H1N1 keeps pharmacies crowded
Published 11:59 pm Thursday, August 27, 2009
As the H1N1 “swine” flu continues to make its way through Covington County, local pharmacy owners are reporting an increase in business and also doing their part to keep their employees healthy.
Neal Pressley, pharmacist and owner of Larry’s Prescriptions in Opp, said his business saw a large influx of customers earlier this month, but the rush tapered off slightly in recent days.
“This week has not been as bad so far,” he said. “It was really a few weeks ago, back shortly after school started. We’ve definitely seen an increase in customers, and it’s especially busy compared to the level of business we normally see in August.”

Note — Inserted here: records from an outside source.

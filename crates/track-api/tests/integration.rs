//! Integration tests: audit log, search, export, cleanup, stage moves, timelines.

use axum::body::Body;
use axum::http::{header, Request, StatusCode};
use http_body_util::BodyExt;
use serde_json::{json, Value};
use std::sync::Arc;
use tower::util::ServiceExt;
use track_api::server::{self, AppState};
use track_audit::{AuditStore, AuditStoreConfig};
use track_move::{CoordinatorConfig, EntityCache, StageMoveCoordinator};
use track_remote::MockPersister;
use track_timeline::{StageTimeline, TimelineConfig};
use track_types::{Actor, ActorProvider, PersistenceFailure, StaticActor};

fn test_app() -> (axum::Router, Arc<MockPersister>) {
    let audit = Arc::new(AuditStore::in_memory(AuditStoreConfig::default()));
    let timeline = StageTimeline::new(Arc::clone(&audit), TimelineConfig::default());
    let persister = Arc::new(MockPersister::new());
    let actors: Arc<dyn ActorProvider> =
        Arc::new(StaticActor(Some(Actor::new("u-1", "Ana"))));
    let coordinator = StageMoveCoordinator::new(
        Arc::new(EntityCache::new("id", "stage_id")),
        Arc::clone(&audit),
        persister.clone(),
        Arc::clone(&actors),
        CoordinatorConfig::default(),
    );
    let state = Arc::new(AppState {
        audit,
        timeline,
        coordinator,
        actors,
    });
    (server::router(state), persister)
}

async fn send(app: &axum::Router, method: &str, uri: &str, body: Option<Value>) -> Value {
    let builder = Request::builder().method(method).uri(uri);
    let req = match body {
        Some(b) => builder
            .header("content-type", "application/json")
            .body(Body::from(b.to_string()))
            .unwrap(),
        None => builder.body(Body::empty()).unwrap(),
    };
    let res = app.clone().oneshot(req).await.unwrap();
    assert_eq!(res.status(), StatusCode::OK);
    let body = res.into_body().collect().await.unwrap().to_bytes();
    serde_json::from_slice(&body).unwrap()
}

async fn log_update(app: &axum::Router, id: &str, old_title: &str, new_title: &str) -> Value {
    send(
        app,
        "POST",
        "/audit/log",
        Some(json!({
            "entity_type": "SERVICE_ORDER",
            "entity_id": id,
            "action": "UPDATE",
            "old_values": { "title": old_title, "total": 10 },
            "new_values": { "title": new_title, "total": 10 }
        })),
    )
    .await
}

#[tokio::test]
async fn health() {
    let (app, _) = test_app();
    let req = Request::builder().uri("/health").body(Body::empty()).unwrap();
    let res = app.oneshot(req).await.unwrap();
    assert_eq!(res.status(), StatusCode::OK);
    let body = res.into_body().collect().await.unwrap().to_bytes();
    assert_eq!(&body[..], b"ok");
}

#[tokio::test]
async fn log_records_one_change_and_session_actor() {
    let (app, _) = test_app();
    let j = log_update(&app, "so-1", "Inspection", "Inspection Updated").await;
    assert_eq!(j["code"], 200);
    let entry = &j["data"];
    assert_eq!(entry["actor_id"], "u-1");
    assert_eq!(entry["actor_name"], "Ana");
    let changes = entry["changes"].as_array().unwrap();
    assert_eq!(changes.len(), 1);
    assert_eq!(changes[0]["field"], "title");
    assert_eq!(changes[0]["change_type"], "modified");

    let j = send(&app, "GET", "/audit/history/SERVICE_ORDER/so-1", None).await;
    assert_eq!(j["data"].as_array().unwrap().len(), 1);
    let j = send(&app, "GET", "/audit/history/CLIENT/so-1", None).await;
    assert!(j["data"].as_array().unwrap().is_empty());
}

#[tokio::test]
async fn explicit_actor_overrides_session() {
    let (app, _) = test_app();
    let j = send(
        &app,
        "POST",
        "/audit/log",
        Some(json!({
            "entity_type": "CLIENT",
            "entity_id": "c-1",
            "action": "CREATE",
            "old_values": {},
            "new_values": { "name": "Acme" },
            "actor": { "id": "u-9", "name": "Bo" }
        })),
    )
    .await;
    assert_eq!(j["data"]["actor_id"], "u-9");
    assert_eq!(j["data"]["changes"][0]["change_type"], "added");
}

#[tokio::test]
async fn search_pages_and_summary_counts() {
    let (app, _) = test_app();
    for i in 0..4 {
        log_update(&app, &format!("so-{}", i), "a", "b").await;
    }
    let j = send(&app, "GET", "/audit/search?offset=1&limit=2", None).await;
    let page = j["data"].as_array().unwrap();
    assert_eq!(page.len(), 2);
    assert_eq!(page[0]["entity_id"], "so-2");

    let j = send(&app, "GET", "/audit/search?start_date=not-a-date", None).await;
    assert!(j["data"].as_array().unwrap().is_empty());

    let j = send(&app, "GET", "/audit/summary?entity_type=SERVICE_ORDER", None).await;
    assert_eq!(j["data"]["total"], 4);
    assert_eq!(j["data"]["by_action"]["UPDATE"], 4);
    assert_eq!(j["data"]["by_action"]["DELETE"], 0);
    assert_eq!(j["data"]["by_actor"]["u-1"], 4);
}

#[tokio::test]
async fn malformed_pagination_is_an_empty_envelope() {
    let (app, _) = test_app();
    log_update(&app, "so-1", "a", "b").await;
    for uri in [
        "/audit/search?limit=abc",
        "/audit/search?offset=-1",
        "/audit/search?limit=1.5&entity_id=so-1",
    ] {
        let j = send(&app, "GET", uri, None).await;
        assert_eq!(j["code"], 200);
        assert!(j["data"].as_array().unwrap().is_empty(), "{}", uri);
    }
    let j = send(&app, "GET", "/audit/summary?limit=abc", None).await;
    assert_eq!(j["data"]["total"], 1);
}

#[tokio::test]
async fn export_csv_sets_content_type() {
    let (app, _) = test_app();
    log_update(&app, "so-1", "Inspection", "Inspection Updated").await;
    let req = Request::builder()
        .uri("/audit/export?format=csv&entity_id=so-1")
        .body(Body::empty())
        .unwrap();
    let res = app.clone().oneshot(req).await.unwrap();
    assert_eq!(res.status(), StatusCode::OK);
    assert!(res.headers()[header::CONTENT_TYPE]
        .to_str()
        .unwrap()
        .starts_with("text/csv"));
    let body = res.into_body().collect().await.unwrap().to_bytes();
    let csv = String::from_utf8(body.to_vec()).unwrap();
    assert_eq!(csv.lines().count(), 2);
    assert!(csv.contains("title: Inspection → Inspection Updated"));
}

#[tokio::test]
async fn cleanup_drops_older_entries() {
    let (app, _) = test_app();
    log_update(&app, "so-1", "a", "b").await;
    let j = send(
        &app,
        "POST",
        "/audit/cleanup",
        Some(json!({ "older_than": "1999-01-01T00:00:00Z" })),
    )
    .await;
    assert_eq!(j["data"]["removed"], 0);
    let j = send(
        &app,
        "POST",
        "/audit/cleanup",
        Some(json!({ "older_than": "2999-01-01T00:00:00Z" })),
    )
    .await;
    assert_eq!(j["data"]["removed"], 1);
}

#[tokio::test]
async fn move_updates_cache_audits_and_extends_timeline() {
    let (app, persister) = test_app();
    send(
        &app,
        "POST",
        "/audit/log",
        Some(json!({
            "entity_type": "SERVICE_ORDER",
            "entity_id": "so-1",
            "action": "CREATE",
            "old_values": {},
            "new_values": { "title": "Inspection", "stage_id": "s1", "funnel_id": "f-1" }
        })),
    )
    .await;
    send(
        &app,
        "PUT",
        "/cache/lists/funnel:f-1",
        Some(json!([{ "id": "so-1", "stage_id": "s1" }])),
    )
    .await;

    let j = send(
        &app,
        "POST",
        "/pipeline/move",
        Some(json!({ "entity_id": "so-1", "target_stage_id": "s2" })),
    )
    .await;
    assert_eq!(j["code"], 200);
    assert_eq!(j["data"]["from_stage_id"], "s1");
    assert_eq!(j["data"]["phase"], "committed");
    assert!(j["data"]["audit_entry_id"].is_string());
    assert_eq!(persister.calls(), vec![("so-1".to_string(), "s2".to_string())]);

    let j = send(&app, "GET", "/cache/lists/funnel:f-1", None).await;
    assert_eq!(j["data"]["rows"][0]["stage_id"], "s2");
    assert_eq!(j["data"]["needs_refresh"], true);

    let j = send(&app, "GET", "/timeline/so-1", None).await;
    let visits = j["data"].as_array().unwrap();
    assert_eq!(visits.len(), 2);
    assert_eq!(visits[0]["stage_id"], "s1");
    assert!(visits[0]["exited_at"].is_string());
    assert_eq!(visits[1]["stage_id"], "s2");
    assert_eq!(visits[1]["funnel_id"], "f-1");
    assert!(visits[1]["exited_at"].is_null());
}

#[tokio::test]
async fn rejected_move_rolls_back_cache() {
    let (app, persister) = test_app();
    send(
        &app,
        "PUT",
        "/cache/details/so-1",
        Some(json!({ "id": "so-1", "stage_id": "s1" })),
    )
    .await;
    persister.fail_next(PersistenceFailure::Rejected {
        status: 409,
        message: "stage is closed".into(),
    });
    let j = send(
        &app,
        "POST",
        "/pipeline/move",
        Some(json!({ "entity_id": "so-1", "target_stage_id": "s2" })),
    )
    .await;
    assert_eq!(j["code"], 409);
    assert_eq!(j["message"], "stage is closed");

    let j = send(&app, "GET", "/cache/details/so-1", None).await;
    assert_eq!(j["data"]["record"]["stage_id"], "s1");
    assert_eq!(j["data"]["needs_refresh"], false);
    let j = send(&app, "GET", "/audit/history/SERVICE_ORDER/so-1", None).await;
    assert!(j["data"].as_array().unwrap().is_empty());
}

#[tokio::test]
async fn unknown_cache_key_is_404_in_envelope() {
    let (app, _) = test_app();
    let j = send(&app, "GET", "/cache/lists/missing", None).await;
    assert_eq!(j["code"], 404);
    assert!(j["data"].is_null());
}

Bobby Scott, pharmacist and owner of Mallette Drug Company in Andalusia, said his pharmacy has been busy as well.
“We’ve seen a fairly large number of kids, but some adults as well,” he said.
Scott said he expects the pharmacy fills orders for 15-20 flu patients each day, and it is important for his employees to stay protected against the virus.
“Obviously, our employees stay away from the patients’ faces if they come in here coughing or anything like that,” he said. “Our employees also sanitize several times a day, and we try to use Lysol (aerosol air freshener) after a flu patient leaves. So far, we’ve been lucky and have been able to keep all our employees healthy.”
Pressley said his pharmacy has not had any shortage of hand sanitizer, which the Centers for Disease Control has recommended as an effective method of preventing the spread of the flu. However, he did say that the prescription drug Tamiflu has sold quickly and Larry’s Prescriptions had to make several special orders to keep up with the demand.
“We have the Tamiflu now,” he said.
Scott said Mallette Drug Company was proactive in preparing for the re-emergence of the H1N1 flu. The strain hit in the spring earlier this year, but scientific experts predicted the flu would make a return in the late summer and early fall.
“We knew it was coming back and so we prepared our inventory ahead of time,” he said. “We’ve got plenty of hand sanitizer, Tamiflu and Relenza (another flu drug).”
In addition, Scott said employees try to expedite flu patients’ orders.
“We’re usually able to handle the volume of prescriptions, and typically it’s a short wait for the customer,” he said. “We definitely want to get our customers the medicine quickly and get them home quickly, so they can get better and they won’t infect other people.”